Scott next argues that appellate counsel should have challenged the sentence as unreasonable, cruel and unusual, and a shock to the conscience because it was equivalent to a life sentence. "A sentence within the statutory limits is not cruel and unusual punishment unless the statute fixing punishment is unconstitutional or the sentence is so unreasonably disproportionate to the offense as to shock the conscience." Blume v. State, 112 Nev. 472, 475, 915 P.2d 282, 284 (1996) (internal quotation marks omitted). The district court sentenced Scott in accordance with the statutory parameters. See NRS 193.165; NRS 193.330; NRS 200.030; NRS 200.380. Scott has not challenged the constitutionality of those statutes, and we are not convinced that the sentence imposed is so unreasonably disproportionate to the offense as to shock the conscience.
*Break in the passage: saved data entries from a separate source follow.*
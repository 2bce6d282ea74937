//! Round outcomes and the render snapshot.

extern crate alloc;

use alloc::vec::Vec;
use core::fmt;

use crate::card::Card;
use crate::game::RoundState;
use crate::stats::SessionStats;

/// Outcome of a completed round.
#[derive(Debug, Clone, Copy, PartialEq, Eq)]
pub enum RoundOutcome {
    /// Player drew past 21.
    PlayerBust,
    /// Dealer drew past 21.
    DealerBust,
    /// Dealer finished with the higher value.
    DealerWin,
    /// Player finished with the higher value.
    PlayerWin,
    /// Equal values, no winner.
    Push,
}

impl RoundOutcome {
    /// Returns the outcome message shown to the player.
    #[must_use]
    pub const fn message(self) -> &'static str {
        match self {
            Self::PlayerBust => "Bust! You lose.",
            Self::DealerBust => "Dealer busts! You win.",
            Self::DealerWin => "Dealer wins.",
            Self::PlayerWin => "You win!",
            Self::Push => "Push!",
        }
    }

    /// Returns whether the outcome counts as a player win.
    #[must_use]
    pub const fn is_win(self) -> bool {
        matches!(self, Self::DealerBust | Self::PlayerWin)
    }

    /// Returns whether the outcome counts as a player loss.
    #[must_use]
    pub const fn is_loss(self) -> bool {
        matches!(self, Self::PlayerBust | Self::DealerWin)
    }
}

impl fmt::Display for RoundOutcome {
    fn fmt(&self, f: &mut fmt::Formatter<'_>) -> fmt::Result {
        f.write_str(self.message())
    }
}

/// A plain value snapshot of the current round, for rendering.
///
/// A presentation layer polls this after each action and redraws from it;
/// game logic never calls back into the renderer. While `hole_revealed` is
/// false the dealer's first card should be drawn with
/// [`FACE_DOWN_ASSET`](crate::FACE_DOWN_ASSET) and `dealer_score` excludes
/// it.
#[derive(Debug, Clone)]
pub struct RoundSnapshot {
    /// Cards left in the deck.
    pub cards_remaining: usize,
    /// The player's cards, in deal order.
    pub player_cards: Vec<Card>,
    /// The dealer's cards, in deal order (first card is the hole card).
    pub dealer_cards: Vec<Card>,
    /// Whether the dealer's hole card is revealed.
    pub hole_revealed: bool,
    /// The player's current score.
    pub player_score: u8,
    /// The dealer's visible score (hole card excluded until revealed).
    pub dealer_score: u8,
    /// Current round state.
    pub state: RoundState,
    /// Outcome of the round, once complete.
    pub outcome: Option<RoundOutcome>,
    /// Session win/loss/tie counters.
    pub stats: SessionStats,
}
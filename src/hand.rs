//! Player and dealer hand representations.

extern crate alloc;

use alloc::vec::Vec;

use crate::card::Card;

const fn card_value(rank: u8) -> u8 {
    match rank {
        1 => 11,
        2..=10 => rank,
        11..=13 => 10,
        _ => 0,
    }
}

/// Scores a set of cards.
///
/// Aces count 11 first; while the total exceeds 21 and an ace still counts
/// 11, one ace at a time is demoted to 1. The total may still exceed 21
/// once demotions run out (a bust). Always recomputed from the full card
/// list, never cached.
fn evaluate_cards(cards: &[Card]) -> (u8, bool) {
    let mut value: u8 = 0;
    let mut aces: u8 = 0;

    for card in cards {
        if card.rank == 1 {
            aces += 1;
        }
        value = value.saturating_add(card_value(card.rank));
    }

    while value > 21 && aces > 0 {
        value -= 10;
        aces -= 1;
    }

    let is_soft = aces > 0 && value <= 21;
    (value, is_soft)
}

/// The player's hand.
///
/// Grows only by appending dealt cards; cleared when a new round starts.
#[derive(Debug, Clone, Default)]
pub struct Hand {
    /// Cards in the hand.
    cards: Vec<Card>,
}

impl Hand {
    /// Creates a new empty hand.
    #[must_use]
    pub const fn new() -> Self {
        Self { cards: Vec::new() }
    }

    /// Adds a card to the hand.
    pub fn add_card(&mut self, card: Card) {
        self.cards.push(card);
    }

    /// Returns the cards in the hand.
    #[must_use]
    pub fn cards(&self) -> &[Card] {
        &self.cards
    }

    /// Calculates the value of the hand.
    ///
    /// Aces are counted as 11 if possible without busting, otherwise as 1.
    #[must_use]
    pub fn value(&self) -> u8 {
        evaluate_cards(&self.cards).0
    }

    /// Returns whether the hand is soft (contains an ace counted as 11).
    #[must_use]
    pub fn is_soft(&self) -> bool {
        evaluate_cards(&self.cards).1
    }

    /// Returns whether the hand is bust (over 21).
    #[must_use]
    pub fn is_bust(&self) -> bool {
        self.value() > 21
    }

    /// Returns the number of cards in the hand.
    #[must_use]
    pub fn len(&self) -> usize {
        self.cards.len()
    }

    /// Returns whether the hand is empty.
    #[must_use]
    pub fn is_empty(&self) -> bool {
        self.cards.is_empty()
    }

    /// Clears the hand for a new round.
    pub fn clear(&mut self) {
        self.cards.clear();
    }
}

/// The dealer's hand.
///
/// Identical to [`Hand`] except the first card is dealt face down and stays
/// masked until the round completes. The masking only affects
/// [`DealerHand::visible_value`] and how a presentation layer renders the
/// hand; the engine always knows the full contents.
#[derive(Debug, Clone)]
pub struct DealerHand {
    /// Cards in the hand.
    cards: Vec<Card>,
    /// Whether the hole card is revealed.
    hole_revealed: bool,
}

impl DealerHand {
    /// Creates a new empty dealer hand.
    #[must_use]
    pub const fn new() -> Self {
        Self {
            cards: Vec::new(),
            hole_revealed: false,
        }
    }

    /// Adds a card to the hand.
    pub fn add_card(&mut self, card: Card) {
        self.cards.push(card);
    }

    /// Returns all cards in the hand.
    #[must_use]
    pub fn cards(&self) -> &[Card] {
        &self.cards
    }

    /// Returns the face-down first card, if dealt.
    #[must_use]
    pub fn hole_card(&self) -> Option<&Card> {
        self.cards.first()
    }

    /// Returns whether the hole card is revealed.
    #[must_use]
    pub const fn is_hole_revealed(&self) -> bool {
        self.hole_revealed
    }

    /// Reveals the hole card.
    pub const fn reveal_hole(&mut self) {
        self.hole_revealed = true;
    }

    /// Calculates the visible value (hole card excluded until revealed).
    #[must_use]
    pub fn visible_value(&self) -> u8 {
        if self.hole_revealed {
            self.value()
        } else {
            evaluate_cards(self.cards.get(1..).unwrap_or(&[])).0
        }
    }

    /// Calculates the full value of the hand.
    #[must_use]
    pub fn value(&self) -> u8 {
        evaluate_cards(&self.cards).0
    }

    /// Returns whether the hand is bust.
    #[must_use]
    pub fn is_bust(&self) -> bool {
        self.value() > 21
    }

    /// Returns whether the hand is soft (contains an ace counted as 11).
    #[must_use]
    pub fn is_soft(&self) -> bool {
        evaluate_cards(&self.cards).1
    }

    /// Returns the number of cards.
    #[must_use]
    pub fn len(&self) -> usize {
        self.cards.len()
    }

    /// Returns whether the hand is empty.
    #[must_use]
    pub fn is_empty(&self) -> bool {
        self.cards.is_empty()
    }

    /// Clears the hand for a new round.
    pub fn clear(&mut self) {
        self.cards.clear();
        self.hole_revealed = false;
    }
}

impl Default for DealerHand {
    fn default() -> Self {
        Self::new()
    }
}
Scott's sentence is not cruel or unusual, and the district court acted within its discretion. While Scott was a juvenile when he committed these crimes, his reliance on Atkins v. Virginia, 536 U.S. 304 (2002), and Roper v. Simmons, 543 U.S. 551 (2005), is misplaced, as those are capital cases while Scott will be eligible for parole. Scott has not shown that an appellate claim had merit and, accordingly, has not shown deficient performance or prejudice in its omission. The district court therefore did not err in denying this claim without an evidentiary hearing.
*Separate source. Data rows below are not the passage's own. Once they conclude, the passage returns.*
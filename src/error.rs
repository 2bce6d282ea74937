//! Error types.
//!
//! Game actions deliberately have no error taxonomy: hitting or standing
//! after a round completes is a silent no-op, and dealing from an empty
//! deck yields `None`. Parsing card identifiers is the one fallible
//! operation with something to report.

use thiserror::Error;

/// Errors that can occur when parsing a card or suit from its asset-id form.
#[derive(Debug, Clone, Copy, PartialEq, Eq, Error)]
pub enum ParseCardError {
    /// The `_of_` separator between rank and suit is missing.
    #[error("missing `_of_` separator")]
    MissingSeparator,
    /// The rank symbol is not one of A, 2..10, J, Q, K.
    #[error("unknown rank symbol")]
    UnknownRank,
    /// The suit name is not one of the four standard suits.
    #[error("unknown suit name")]
    UnknownSuit,
}
//! CLI blackjack demo.
//!
//! A minimal presentation layer over the engine: it polls
//! [`Game::snapshot`] after every action and redraws the table from it.
//! Card artwork is keyed by `Card::asset_id`, with the dealer's hole card
//! shown as `FACE_DOWN_ASSET` while the round is in progress.

#![allow(clippy::missing_docs_in_private_items)]

use std::io::{self, Write};
use std::time::{SystemTime, UNIX_EPOCH};

use lonejack::{FACE_DOWN_ASSET, Game, RoundSnapshot, RoundState};

fn main() {
    println!("Blackjack (h = hit, s = stand, q = quit)");

    let seed = SystemTime::now()
        .duration_since(UNIX_EPOCH)
        .unwrap_or_default()
        .as_secs();
    let game = Game::new(seed);

    loop {
        game.start_round();

        while game.state() == RoundState::InProgress {
            print_table(&game.snapshot());

            match prompt_line("Action (h/s/q): ").as_str() {
                "h" | "hit" => {
                    if game.hit().is_none() {
                        println!("No cards left to draw.");
                    }
                }
                "s" | "stand" => {
                    game.stand();
                }
                "q" | "quit" => return,
                _ => println!("Unknown action."),
            }
        }

        let snapshot = game.snapshot();
        print_table(&snapshot);
        if let Some(outcome) = snapshot.outcome {
            println!("{outcome}");
        }
        println!(
            "Wins: {} | Losses: {} | Ties: {}",
            snapshot.stats.wins, snapshot.stats.losses, snapshot.stats.ties
        );

        match prompt_line("Play again? (y/n): ").as_str() {
            "y" | "yes" | "" => {}
            _ => return,
        }
    }
}

fn prompt_line(prompt: &str) -> String {
    print!("{prompt}");
    let _ = io::stdout().flush();

    let mut input = String::new();
    if io::stdin().read_line(&mut input).is_err() {
        return String::new();
    }
    input.trim().to_lowercase()
}

fn print_table(snapshot: &RoundSnapshot) {
    println!("\nDeck: {} cards remaining", snapshot.cards_remaining);

    let dealer: Vec<String> = snapshot
        .dealer_cards
        .iter()
        .enumerate()
        .map(|(index, card)| {
            if index == 0 && !snapshot.hole_revealed {
                FACE_DOWN_ASSET.to_string()
            } else {
                card.asset_id()
            }
        })
        .collect();
    println!("Dealer ({}): {}", snapshot.dealer_score, dealer.join(" "));

    let player: Vec<String> = snapshot
        .player_cards
        .iter()
        .map(|card| card.asset_id())
        .collect();
    println!("Player ({}): {}", snapshot.player_score, player.join(" "));
}
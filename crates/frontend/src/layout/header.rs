use leptos::prelude::*;
use leptos_router::components::A;
use leptos_router::hooks::use_navigate;

use crate::shared::icons::icon;
use crate::system::auth::session::use_session;

#[component]
pub fn Header() -> impl IntoView {
    let session = use_session();
    let navigate = use_navigate();

    let handle_logout = Callback::new(move |_: leptos::ev::MouseEvent| {
        session.logout();
        navigate("/", Default::default());
    });

    view! {
        <header class="header">
            <div class="header__content">
                <A href="/" attr:class="header__brand">
                    {icon("building")}
                    <span class="header__brand-name">
                        "Imovelna" <span class="header__brand-accent">"Web.com"</span>
                    </span>
                </A>
                <nav class="header__nav">
                    <A href="/" attr:class="header__link">"Início"</A>
                    <A href="/admin" attr:class="header__link">"Área Administrativa"</A>
                    <Show when=move || session.is_authenticated()>
                        <button
                            class="header__logout"
                            on:click=move |ev| handle_logout.run(ev)
                        >
                            {icon("log-out")}
                            <span>"Sair"</span>
                        </button>
                    </Show>
                </nav>
            </div>
        </header>
    }
}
NRS 213.12135(1)(b) (providing for parole eligibility after 20 years for prisoner convicted of offenses committed as a juvenile that result in the death of only one victim); State v. Boston, 131 Nev. 981, 363 P.3d 453 (2015) (recognizing provision in NRS 213.12135 applies to aggregate consecutive sentences).

Scott next argues that appellate counsel should have challenged the PSI report's inclusion of juvenile referrals that did not result in juvenile adjudication. He argues that including these incidents caused the sentence to run afoul of Silks v. State, 92 Nev. 91, 545 P.2d 1159 (1976). Scott does not allege that the information was inaccurate. It was proper for the PSI to contain and for the district court to consider Scott's juvenile record when imposing its sentence. See NRS 62H.030(3)(b); NRS 176.145(1); Thomas v. State, 88 Nev. 382, 385, 498 P.2d 1314, 1316 (1972) (holding it proper to consider a defendant's juvenile record in sentencing). And even if the juvenile instances were suspect evidence, the record belies Scott's claim that the district court relied solely on them in sentencing, as it focused on characteristics of the crime. See Silks, 92 Nev. at 94, 545 P.2d at 1161 (providing that a sentence may not rest solely on "impalpable or highly suspect evidence"). As an appellate claim lacked merit, Scott has not shown deficient performance or prejudice in appellate counsel's omission here. The district court therefore did not err in denying this claim without an evidentiary hearing.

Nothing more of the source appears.